The CLI automatically places skills in the correct location for each agent:

| Agent | Project path | Global path |
|-------|-------------|-------------|
| Claude Code | `.claude/skills/` | `~/.claude/skills/` |
| Cursor | `.agents/skills/` | `~/.cursor/skills/` |
| GitHub Copilot | `.agents/skills/` | varies |
| Windsurf | `.agents/skills/` | varies |

40+ agents are supported.

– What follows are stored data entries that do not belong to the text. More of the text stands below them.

/// A named, side-effect free predicate applied by the cleaner.
///
/// Records for which `keep` returns false are dropped.
pub trait Filter<R>: Send {
    fn name(&self) -> String;
    fn keep(&self, record: &R) -> bool;
}

/// Filter backed by a closure.
pub struct NamedFilter<F> {
    name: String,
    predicate: F,
}

impl<F> NamedFilter<F> {
    pub fn new(name: impl Into<String>, predicate: F) -> Self {
        Self {
            name: name.into(),
            predicate,
        }
    }
}

impl<R, F> Filter<R> for NamedFilter<F>
where
    F: Fn(&R) -> bool + Send,
{
    fn name(&self) -> String {
        self.name.clone()
    }

    fn keep(&self, record: &R) -> bool {
        (self.predicate)(record)
    }
}
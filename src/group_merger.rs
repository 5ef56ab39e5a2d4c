use crate::archive::{ReadingArchive, RecordSink, WritingArchive};
use crate::file_handler::{ensure_directory_exists, PreprocessingIo};
use crate::grouper::Group;
use crate::record::Record;
use crate::RegroupError;
use std::marker::PhantomData;
use std::path::PathBuf;
use std::sync::Arc;
use tracing::debug;

/// Phase 2 component: concatenates the archives of one group.
pub trait MergeGroup: Send {
    /// Returns the relative path of the merged archive, or `None` when there
    /// was nothing to merge.
    fn merge(&mut self, group: &Group) -> Result<Option<PathBuf>, RegroupError>;
}

/// Streams every record of every member (member order, then record order)
/// into one archive in the merged root. The merged archive is named after the
/// first member of the group, so repeated runs produce the same name.
pub struct GroupMerger<R> {
    io: Arc<dyn PreprocessingIo>,
    _record: PhantomData<fn() -> R>,
}

impl<R: Record> GroupMerger<R> {
    pub fn new(io: Arc<dyn PreprocessingIo>) -> Self {
        Self {
            io,
            _record: PhantomData,
        }
    }

    pub fn merge_group(&self, group: &Group) -> Result<Option<PathBuf>, RegroupError> {
        let Some(representative) = group.first() else {
            return Ok(None);
        };

        let target = self.io.full_path_merged(representative);
        if let Some(parent) = target.parent() {
            ensure_directory_exists(parent)?;
        }

        let mut merged = WritingArchive::<R>::create(&target)?;
        for member in group {
            let source = self.io.full_path_in(member);
            for record in ReadingArchive::<R>::open(&source)? {
                merged.add(&record?)?;
            }
        }
        let written = merged.finish()?;

        debug!(
            "[merger] {} archives, {} records -> {}",
            group.len(),
            written,
            target.display()
        );

        if written == 0 {
            return Ok(None);
        }
        Ok(Some(representative.clone()))
    }
}

impl<R: Record> MergeGroup for GroupMerger<R> {
    fn merge(&mut self, group: &Group) -> Result<Option<PathBuf>, RegroupError> {
        self.merge_group(group)
    }
}
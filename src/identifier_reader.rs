use crate::archive::ReadingArchive;
use crate::file_handler::cache_path_for;
use crate::identifier::{Identifier, IdentifierSet};
use crate::record::Record;
use crate::RegroupError;
use std::fs;
use std::marker::PhantomData;
use std::path::Path;
use tracing::debug;

/// Phase 1 component: extracts the identifier set of one archive.
pub trait ReadIdentifiers: Send {
    fn read(&mut self, archive: &Path) -> Result<IdentifierSet, RegroupError>;
}

/// Reads identifiers from archive records, caching the result in a JSON file
/// next to the archive.
///
/// An existing cache file always wins over the archive contents, which lets
/// operators pin the identifier set of an archive by hand.
pub struct IdentifierReader<R> {
    _record: PhantomData<fn() -> R>,
}

impl<R: Record> IdentifierReader<R> {
    pub fn new() -> Self {
        Self {
            _record: PhantomData,
        }
    }

    pub fn read_ids(&self, archive: &Path) -> Result<IdentifierSet, RegroupError> {
        if archive.as_os_str().is_empty() {
            return Err(RegroupError::InvalidPath("empty archive path".to_string()));
        }
        if !archive.is_file() {
            return Err(RegroupError::NotFound(archive.to_path_buf()));
        }

        let cache = cache_path_for(archive);
        if cache.is_file() {
            debug!("[ids] Using cached identifiers {}", cache.display());
            return read_cache(&cache);
        }

        let mut ids = IdentifierSet::default();
        for record in ReadingArchive::<R>::open(archive)? {
            ids.extend(record?.identifiers());
        }

        write_cache(&cache, &ids)?;
        debug!("[ids] {} identifiers in {}", ids.len(), archive.display());
        Ok(ids)
    }
}

impl<R: Record> Default for IdentifierReader<R> {
    fn default() -> Self {
        Self::new()
    }
}

impl<R: Record> ReadIdentifiers for IdentifierReader<R> {
    fn read(&mut self, archive: &Path) -> Result<IdentifierSet, RegroupError> {
        self.read_ids(archive)
    }
}

fn read_cache(cache: &Path) -> Result<IdentifierSet, RegroupError> {
    let bytes = fs::read(cache)?;
    let values: Vec<String> = serde_json::from_slice(&bytes)?;
    Ok(values.into_iter().filter_map(Identifier::from_qualified).collect())
}

fn write_cache(cache: &Path, ids: &IdentifierSet) -> Result<(), RegroupError> {
    let mut sorted: Vec<&Identifier> = ids.iter().collect();
    sorted.sort();
    let json = serde_json::to_vec_pretty(&sorted)?;

    let part = cache.with_extension("ids.part");
    fs::write(&part, json)?;
    fs::rename(&part, cache)?;
    Ok(())
}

The CLI handles path resolution automatically.

## Repository Organization

### Single skill repo
```
my-repo/
  SKILL.md
```

### Multi-skill repo (recommended for collections)
```
my-repo/
  skills/
    skill-one/
      SKILL.md
    skill-two/
      SKILL.md
      scripts/
        helper.sh
      references/
        detailed-guide.md
```

The CLI searches these locations automatically:
- Repository root
- `skills/` directory and its subdirectories
- `skills/.curated/`, `skills/.experimental/`, `skills/.system/`
- Agent-specific directories (`.claude/skills/`, `.agents/skills/`, etc.)
- Recursive fallback if nothing found in standard locations

Skills can be nested in subdirectories (e.g., `skills/category/my-skill/SKILL.md`) and the CLI will still discover them.

## Publishing and Discovery

Skills appear on [skills.sh](https://skills.sh/) automatically when people install them via the CLI. There is no separate publish step. To get your skill listed:

1. Put your skill in a public GitHub repo with a valid SKILL.md
2. Share the install command: `npx skills add owner/repo`
3. As people install it, it appears and climbs the skills.sh leaderboard

## Validation

Use the reference library to validate your skill before publishing:

```bash
npx skills-ref validate ./my-skill
```

This checks that frontmatter is valid and naming conventions are followed.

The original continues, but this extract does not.